> [ASSIGNMENT]
Your task is to copy the stretch of lines in the records below that begins with the line containing "the delivery channel." and ends with the line containing "for this error.", exactly as written, with nothing added.

■ ■ ■ ■

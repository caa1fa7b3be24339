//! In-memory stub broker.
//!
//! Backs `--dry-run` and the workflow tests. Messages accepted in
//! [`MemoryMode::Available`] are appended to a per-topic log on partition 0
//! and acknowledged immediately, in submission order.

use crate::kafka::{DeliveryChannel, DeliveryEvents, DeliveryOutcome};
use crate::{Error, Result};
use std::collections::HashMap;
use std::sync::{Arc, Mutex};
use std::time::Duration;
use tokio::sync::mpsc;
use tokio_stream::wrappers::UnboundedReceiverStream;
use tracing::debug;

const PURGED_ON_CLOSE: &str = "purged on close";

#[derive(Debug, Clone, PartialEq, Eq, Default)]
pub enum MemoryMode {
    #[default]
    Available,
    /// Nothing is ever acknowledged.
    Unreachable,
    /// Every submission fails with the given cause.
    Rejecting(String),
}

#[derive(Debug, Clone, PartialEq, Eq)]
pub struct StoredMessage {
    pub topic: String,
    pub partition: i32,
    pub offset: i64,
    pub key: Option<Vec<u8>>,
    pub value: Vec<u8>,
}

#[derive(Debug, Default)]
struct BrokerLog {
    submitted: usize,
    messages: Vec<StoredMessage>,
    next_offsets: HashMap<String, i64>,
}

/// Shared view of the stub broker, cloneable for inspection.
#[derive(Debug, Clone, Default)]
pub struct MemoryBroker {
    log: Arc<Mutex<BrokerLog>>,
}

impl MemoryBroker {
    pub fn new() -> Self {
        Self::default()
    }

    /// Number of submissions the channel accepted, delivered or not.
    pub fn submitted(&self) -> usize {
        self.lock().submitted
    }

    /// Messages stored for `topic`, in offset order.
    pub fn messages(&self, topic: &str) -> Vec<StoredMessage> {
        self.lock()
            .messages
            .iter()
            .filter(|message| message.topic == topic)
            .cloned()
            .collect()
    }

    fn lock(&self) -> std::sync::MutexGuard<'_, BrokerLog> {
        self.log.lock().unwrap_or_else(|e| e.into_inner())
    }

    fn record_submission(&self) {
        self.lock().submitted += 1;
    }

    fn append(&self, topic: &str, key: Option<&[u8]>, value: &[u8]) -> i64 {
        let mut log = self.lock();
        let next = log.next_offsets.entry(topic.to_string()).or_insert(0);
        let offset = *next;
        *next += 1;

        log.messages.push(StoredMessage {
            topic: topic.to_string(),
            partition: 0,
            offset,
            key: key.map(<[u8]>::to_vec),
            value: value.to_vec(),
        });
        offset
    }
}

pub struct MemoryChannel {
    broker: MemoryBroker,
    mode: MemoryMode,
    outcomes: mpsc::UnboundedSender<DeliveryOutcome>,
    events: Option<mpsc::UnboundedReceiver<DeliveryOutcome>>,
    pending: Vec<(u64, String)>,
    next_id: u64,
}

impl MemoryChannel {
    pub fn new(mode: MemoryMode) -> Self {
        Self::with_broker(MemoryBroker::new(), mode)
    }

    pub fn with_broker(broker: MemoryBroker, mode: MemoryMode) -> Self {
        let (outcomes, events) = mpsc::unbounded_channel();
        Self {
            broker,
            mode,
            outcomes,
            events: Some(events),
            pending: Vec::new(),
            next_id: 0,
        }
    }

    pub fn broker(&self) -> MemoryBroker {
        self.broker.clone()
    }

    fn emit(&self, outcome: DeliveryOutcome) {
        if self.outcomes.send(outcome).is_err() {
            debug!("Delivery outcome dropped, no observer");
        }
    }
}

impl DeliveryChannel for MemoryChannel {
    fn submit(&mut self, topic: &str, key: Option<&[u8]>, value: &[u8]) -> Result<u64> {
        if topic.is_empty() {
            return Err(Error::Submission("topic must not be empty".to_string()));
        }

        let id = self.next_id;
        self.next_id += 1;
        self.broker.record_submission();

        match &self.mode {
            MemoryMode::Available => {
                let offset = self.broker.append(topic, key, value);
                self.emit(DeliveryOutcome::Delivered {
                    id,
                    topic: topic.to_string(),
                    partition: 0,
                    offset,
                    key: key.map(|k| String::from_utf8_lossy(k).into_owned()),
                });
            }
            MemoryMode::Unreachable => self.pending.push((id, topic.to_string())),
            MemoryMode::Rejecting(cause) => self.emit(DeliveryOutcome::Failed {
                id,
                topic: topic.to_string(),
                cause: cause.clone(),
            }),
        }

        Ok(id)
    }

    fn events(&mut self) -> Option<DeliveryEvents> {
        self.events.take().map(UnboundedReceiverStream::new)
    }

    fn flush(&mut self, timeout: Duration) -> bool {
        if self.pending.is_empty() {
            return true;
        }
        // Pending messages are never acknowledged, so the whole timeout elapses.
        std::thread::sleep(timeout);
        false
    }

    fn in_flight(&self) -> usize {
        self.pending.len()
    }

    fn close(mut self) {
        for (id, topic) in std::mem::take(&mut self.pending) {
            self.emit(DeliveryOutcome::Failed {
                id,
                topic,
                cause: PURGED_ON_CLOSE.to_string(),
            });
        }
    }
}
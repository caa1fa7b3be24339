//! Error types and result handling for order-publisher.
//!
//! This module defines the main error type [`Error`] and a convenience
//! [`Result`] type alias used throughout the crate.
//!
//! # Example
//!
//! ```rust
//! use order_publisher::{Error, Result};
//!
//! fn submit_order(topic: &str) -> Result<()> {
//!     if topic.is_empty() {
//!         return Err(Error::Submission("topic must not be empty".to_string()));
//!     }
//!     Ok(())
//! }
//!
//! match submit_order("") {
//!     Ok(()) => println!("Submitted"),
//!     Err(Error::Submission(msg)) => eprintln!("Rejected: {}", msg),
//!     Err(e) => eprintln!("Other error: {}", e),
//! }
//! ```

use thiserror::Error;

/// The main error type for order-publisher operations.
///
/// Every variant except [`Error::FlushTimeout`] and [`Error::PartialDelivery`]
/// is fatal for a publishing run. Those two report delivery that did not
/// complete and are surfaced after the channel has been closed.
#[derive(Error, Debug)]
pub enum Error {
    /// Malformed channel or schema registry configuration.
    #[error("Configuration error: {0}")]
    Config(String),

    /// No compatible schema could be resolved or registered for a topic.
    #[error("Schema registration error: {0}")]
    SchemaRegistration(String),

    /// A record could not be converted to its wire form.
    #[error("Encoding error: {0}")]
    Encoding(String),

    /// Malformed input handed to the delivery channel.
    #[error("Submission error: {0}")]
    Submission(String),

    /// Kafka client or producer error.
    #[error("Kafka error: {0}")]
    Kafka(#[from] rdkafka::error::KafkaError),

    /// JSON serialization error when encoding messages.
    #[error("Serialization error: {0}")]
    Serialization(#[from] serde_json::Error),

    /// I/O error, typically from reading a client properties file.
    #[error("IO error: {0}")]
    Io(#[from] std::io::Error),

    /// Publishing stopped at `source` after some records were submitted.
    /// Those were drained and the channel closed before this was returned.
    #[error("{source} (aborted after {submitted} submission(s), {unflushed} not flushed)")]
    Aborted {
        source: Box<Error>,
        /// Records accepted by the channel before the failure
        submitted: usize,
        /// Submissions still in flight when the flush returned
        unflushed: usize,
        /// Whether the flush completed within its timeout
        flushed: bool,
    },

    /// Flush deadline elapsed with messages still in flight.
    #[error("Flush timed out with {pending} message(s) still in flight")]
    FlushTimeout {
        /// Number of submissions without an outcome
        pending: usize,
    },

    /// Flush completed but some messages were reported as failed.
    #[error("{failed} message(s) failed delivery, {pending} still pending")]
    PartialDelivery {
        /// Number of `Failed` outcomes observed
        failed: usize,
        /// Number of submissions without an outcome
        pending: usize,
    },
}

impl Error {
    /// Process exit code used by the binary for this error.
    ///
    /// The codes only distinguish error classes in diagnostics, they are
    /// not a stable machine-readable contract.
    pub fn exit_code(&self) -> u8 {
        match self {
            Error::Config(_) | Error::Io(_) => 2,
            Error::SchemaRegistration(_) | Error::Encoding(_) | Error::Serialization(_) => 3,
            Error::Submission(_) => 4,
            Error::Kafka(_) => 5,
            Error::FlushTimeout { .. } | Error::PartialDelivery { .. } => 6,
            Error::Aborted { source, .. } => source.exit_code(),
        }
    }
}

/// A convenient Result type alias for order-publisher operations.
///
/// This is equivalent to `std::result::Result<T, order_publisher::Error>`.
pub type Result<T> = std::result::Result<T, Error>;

■ ■ ■ ■

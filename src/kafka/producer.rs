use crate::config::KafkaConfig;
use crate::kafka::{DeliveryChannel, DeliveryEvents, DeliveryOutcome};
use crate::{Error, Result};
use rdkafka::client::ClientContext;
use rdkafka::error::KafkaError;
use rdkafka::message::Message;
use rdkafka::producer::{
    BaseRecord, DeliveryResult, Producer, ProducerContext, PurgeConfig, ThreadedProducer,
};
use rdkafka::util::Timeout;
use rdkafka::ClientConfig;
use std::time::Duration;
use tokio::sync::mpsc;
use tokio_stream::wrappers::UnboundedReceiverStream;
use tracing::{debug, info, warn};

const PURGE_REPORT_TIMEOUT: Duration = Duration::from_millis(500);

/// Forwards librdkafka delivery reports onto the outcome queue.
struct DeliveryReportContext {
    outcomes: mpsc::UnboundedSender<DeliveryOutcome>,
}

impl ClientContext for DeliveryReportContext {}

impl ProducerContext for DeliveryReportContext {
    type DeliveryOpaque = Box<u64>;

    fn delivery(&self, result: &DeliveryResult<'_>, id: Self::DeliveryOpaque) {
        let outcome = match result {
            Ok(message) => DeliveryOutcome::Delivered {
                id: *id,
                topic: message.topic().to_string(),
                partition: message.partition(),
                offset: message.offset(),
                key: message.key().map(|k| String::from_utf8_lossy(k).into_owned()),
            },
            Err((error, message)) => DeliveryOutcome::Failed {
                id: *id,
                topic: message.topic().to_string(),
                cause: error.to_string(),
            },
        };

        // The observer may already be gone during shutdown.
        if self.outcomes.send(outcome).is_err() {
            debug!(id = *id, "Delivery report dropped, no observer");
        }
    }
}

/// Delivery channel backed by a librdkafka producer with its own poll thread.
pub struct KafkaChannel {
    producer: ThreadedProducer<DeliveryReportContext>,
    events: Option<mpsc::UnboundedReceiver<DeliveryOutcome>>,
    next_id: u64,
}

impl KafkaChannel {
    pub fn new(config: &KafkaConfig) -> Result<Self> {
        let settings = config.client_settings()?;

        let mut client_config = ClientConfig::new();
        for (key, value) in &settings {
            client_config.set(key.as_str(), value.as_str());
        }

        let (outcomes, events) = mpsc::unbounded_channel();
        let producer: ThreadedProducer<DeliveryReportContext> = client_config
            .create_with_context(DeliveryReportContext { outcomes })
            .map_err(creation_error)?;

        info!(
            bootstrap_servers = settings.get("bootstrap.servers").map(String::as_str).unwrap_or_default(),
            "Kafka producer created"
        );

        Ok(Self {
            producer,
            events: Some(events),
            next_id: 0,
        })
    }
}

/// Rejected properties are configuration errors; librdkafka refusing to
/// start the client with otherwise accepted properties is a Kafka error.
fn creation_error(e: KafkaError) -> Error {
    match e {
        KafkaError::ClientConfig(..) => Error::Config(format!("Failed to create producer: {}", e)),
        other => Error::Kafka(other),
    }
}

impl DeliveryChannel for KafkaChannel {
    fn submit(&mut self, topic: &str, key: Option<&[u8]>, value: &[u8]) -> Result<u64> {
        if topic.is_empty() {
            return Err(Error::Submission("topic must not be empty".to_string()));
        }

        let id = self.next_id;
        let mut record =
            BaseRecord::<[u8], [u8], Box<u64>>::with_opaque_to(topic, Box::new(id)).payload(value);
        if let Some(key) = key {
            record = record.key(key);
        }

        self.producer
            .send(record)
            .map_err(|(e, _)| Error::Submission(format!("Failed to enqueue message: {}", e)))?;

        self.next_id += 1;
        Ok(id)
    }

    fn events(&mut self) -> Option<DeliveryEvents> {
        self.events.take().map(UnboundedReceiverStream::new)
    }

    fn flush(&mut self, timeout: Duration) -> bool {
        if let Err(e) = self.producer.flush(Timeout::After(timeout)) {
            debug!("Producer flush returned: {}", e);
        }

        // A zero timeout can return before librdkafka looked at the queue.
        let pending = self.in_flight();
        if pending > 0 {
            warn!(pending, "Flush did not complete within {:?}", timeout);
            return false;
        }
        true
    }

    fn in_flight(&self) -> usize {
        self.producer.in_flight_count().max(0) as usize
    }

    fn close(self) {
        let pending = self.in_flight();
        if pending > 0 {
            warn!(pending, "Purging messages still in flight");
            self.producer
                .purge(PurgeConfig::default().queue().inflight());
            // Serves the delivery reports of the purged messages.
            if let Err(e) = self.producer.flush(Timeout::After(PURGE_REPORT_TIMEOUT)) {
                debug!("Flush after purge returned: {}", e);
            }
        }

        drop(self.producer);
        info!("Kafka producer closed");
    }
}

■ ■ ■ ■

> [WRITTEN REPLY]
    /// Malformed input handed to the delivery channel.
    #[error("Submission error: {0}")]
    Submission(String),

    /// Kafka client or producer error.
    #[error("Kafka error: {0}")]
    Kafka(#[from] rdkafka::error::KafkaError),

    /// JSON serialization error when encoding messages.
    #[error("Serialization error: {0}")]
    Serialization(#[from] serde_json::Error),

    /// I/O error, typically from reading a client properties file.
    #[error("IO error: {0}")]
    Io(#[from] std::io::Error),

    /// Publishing stopped at `source` after some records were submitted.
    /// Those were drained and the channel closed before this was returned.
    #[error("{source} (aborted after {submitted} submission(s), {unflushed} not flushed)")]
    Aborted {
        source: Box<Error>,
        /// Records accepted by the channel before the failure
        submitted: usize,
        /// Submissions still in flight when the flush returned
        unflushed: usize,
        /// Whether the flush completed within its timeout
        flushed: bool,
    },

    /// Flush deadline elapsed with messages still in flight.
    #[error("Flush timed out with {pending} message(s) still in flight")]
    FlushTimeout {
        /// Number of submissions without an outcome
        pending: usize,
    },

    /// Flush completed but some messages were reported as failed.
    #[error("{failed} message(s) failed delivery, {pending} still pending")]
    PartialDelivery {
        /// Number of `Failed` outcomes observed
        failed: usize,
        /// Number of submissions without an outcome
        pending: usize,
    },
}

impl Error {
    /// Process exit code used by the binary for this error.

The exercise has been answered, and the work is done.